After exploring the grounds, I headed to The Bell at Skenfrith for the night, a former 17th-century coaching inn where my room offered a lovely view over the bridge and up to the castle. Having worked up rather an appetite, I indulged in a warming, seasonal feast, gratefully devouring pumpkin soup and mushroom gnocchi, then turned in for the night.

The next morning was cool and crisp. I sat down to another hearty breakfast, then set off on the next leg of the walk.

From Skenfrith, the trail leads through more magnificent countryside to Grosmont, where the last of the three castles stands. Though in ruins, Grosmont Castle’s octagonal chimney gives it a romantic, almost fairy-tale quality, and views from the battlements across to St Nicholas Church are well worth the climb up its narrow stone steps.
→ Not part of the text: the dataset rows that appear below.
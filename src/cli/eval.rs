use std::fs;
use std::path::PathBuf;

use clap::Parser;
use indicatif::ProgressBar;
use log::info;
use regex::Regex;
use tokio::task::block_in_place;
use walkdir::WalkDir;

use crate::cli::SubCommandExtend;
use crate::config::{DbOptions, EncoderOptions, Opts, SearchOptions};
use crate::encoder::{ClipEncoder, VisionEncoder};
use crate::ranker;
use crate::utils::pb_style;
use crate::{preprocess, store};

#[derive(Parser, Debug, Clone)]
pub struct EvalCommand {
    #[command(flatten)]
    pub encoder: EncoderOptions,
    #[command(flatten)]
    pub search: SearchOptions,
    #[command(flatten)]
    pub db: DbOptions,
    /// 查询图片所在目录
    pub path: PathBuf,
    /// 扫描的文件后缀名，多个后缀用逗号分隔
    #[arg(short, long, default_value = "jpg,png")]
    pub suffix: String,
    /// 从本地向量表（文件或目录）加载向量库，代替数据库
    #[arg(long, value_name = "PATH")]
    pub vectors: Option<PathBuf>,
    /// 用正则表达式从文件名主干提取期望标识的 name 分组
    /// 例：`design_crop_(?<name>[0-9a-f]+)`；默认取最后一个下划线分段
    #[arg(short, long, verbatim_doc_comment)]
    pub regex: Option<String>,
    /// 把逐查询结果导出为制表符分隔的审计文件
    #[arg(long, value_name = "FILE")]
    pub audit: Option<PathBuf>,
}

impl SubCommandExtend for EvalCommand {
    async fn run(&self, opts: &Opts) -> anyhow::Result<()> {
        let store = super::load_store(self.vectors.as_deref(), &self.db).await?;
        let encoder = ClipEncoder::load(&self.encoder.model_path(&opts.conf_dir), &self.encoder)?;
        let re_name = self.regex.as_ref().map(|re| Regex::new(re)).transpose()?;

        let re_suf = format!("(?i)({})", self.suffix.replace(',', "|"));
        let re_suf = Regex::new(&re_suf).expect("failed to build regex");
        let mut files = vec![];
        for entry in WalkDir::new(&self.path).sort_by_file_name() {
            let entry = entry?;
            if entry.file_type().is_file()
                && entry
                    .path()
                    .extension()
                    .is_some_and(|ext| re_suf.is_match(&ext.to_string_lossy()))
            {
                files.push(entry.into_path());
            }
        }
        info!("共 {} 张查询图片", files.len());

        let pb = ProgressBar::new(files.len() as u64).with_style(pb_style());
        let mut results = vec![];
        for file in &files {
            let stem = file.file_stem().map(|s| s.to_string_lossy().to_string()).unwrap_or_default();
            let expected = match &re_name {
                Some(re) => re
                    .captures(&stem)
                    .and_then(|c| c.name("name"))
                    .map(|m| m.as_str().to_string()),
                None => Some(ranker::expected_id_from_stem(&stem).to_string()),
            };
            let Some(expected) = expected else {
                pb.println(format!("提取期望标识失败: {}", file.display()));
                pb.inc(1);
                continue;
            };

            let hits = block_in_place(|| -> anyhow::Result<_> {
                let bytes = fs::read(file)?;
                let tensor = preprocess::normalize(&bytes, encoder.input_size())?;
                let query = store::normalize_query(encoder.encode(&tensor)?)?;
                Ok(store.query(&query, self.search.count)?)
            })?;

            let ranked = ranker::rank_hits(hits);
            let analysis =
                ranker::analyze_ranking(&file.to_string_lossy(), &expected, &ranked);
            results.push((analysis, ranked));
            pb.inc(1);
        }
        pb.finish_and_clear();

        let analyses: Vec<_> = results.iter().map(|(a, _)| a.clone()).collect();
        let summary = ranker::summarize(&analyses);
        println!("查询总数: {}", summary.total);
        println!("top-1 : {} ({:.1}%)", summary.top_1, summary.percent(summary.top_1));
        println!("top-3 : {} ({:.1}%)", summary.top_3, summary.percent(summary.top_3));
        println!("top-5 : {} ({:.1}%)", summary.top_5, summary.percent(summary.top_5));
        println!("top-10: {} ({:.1}%)", summary.top_10, summary.percent(summary.top_10));

        if let Some(path) = &self.audit {
            ranker::write_audit(path, &results)?;
        }
        Ok(())
    }
}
From here, it’s another three hours or thereabouts over undulating farmland criss-crossed with babbling brooks, until you find yourself back at White Castle. How peaceful the past two days had been, I mused, and how wonderful to have found such peace and beauty in the woodland trails and open fields of my grandmother’s homeland. The Three Castles Walk may not be the region’s most well-known or talked-about trail, but if you’re seeking tranquillity off the beaten track, I can think of no finer way to find it.

Essentials

Louise Ottewell was a guest of The Angel Hotel, Abergavenny (rooms from £185 B&B; angelabergavenny.com) and The Bell at Skenfrith (rooms from £185 B&B; bellatskenfrith.co.uk).

Paths along the Three Castles Walk are well signposted, but it’s worth downloading a guide from the Visit Monmouthshire website (visitmonmouthshire.com) and also carrying a map, as mobile signal can be patchy in remote areas. 

The castles are open from 10am to 4pm daily and are free to enter. White Castle has a donation box with a suggested amount of £3.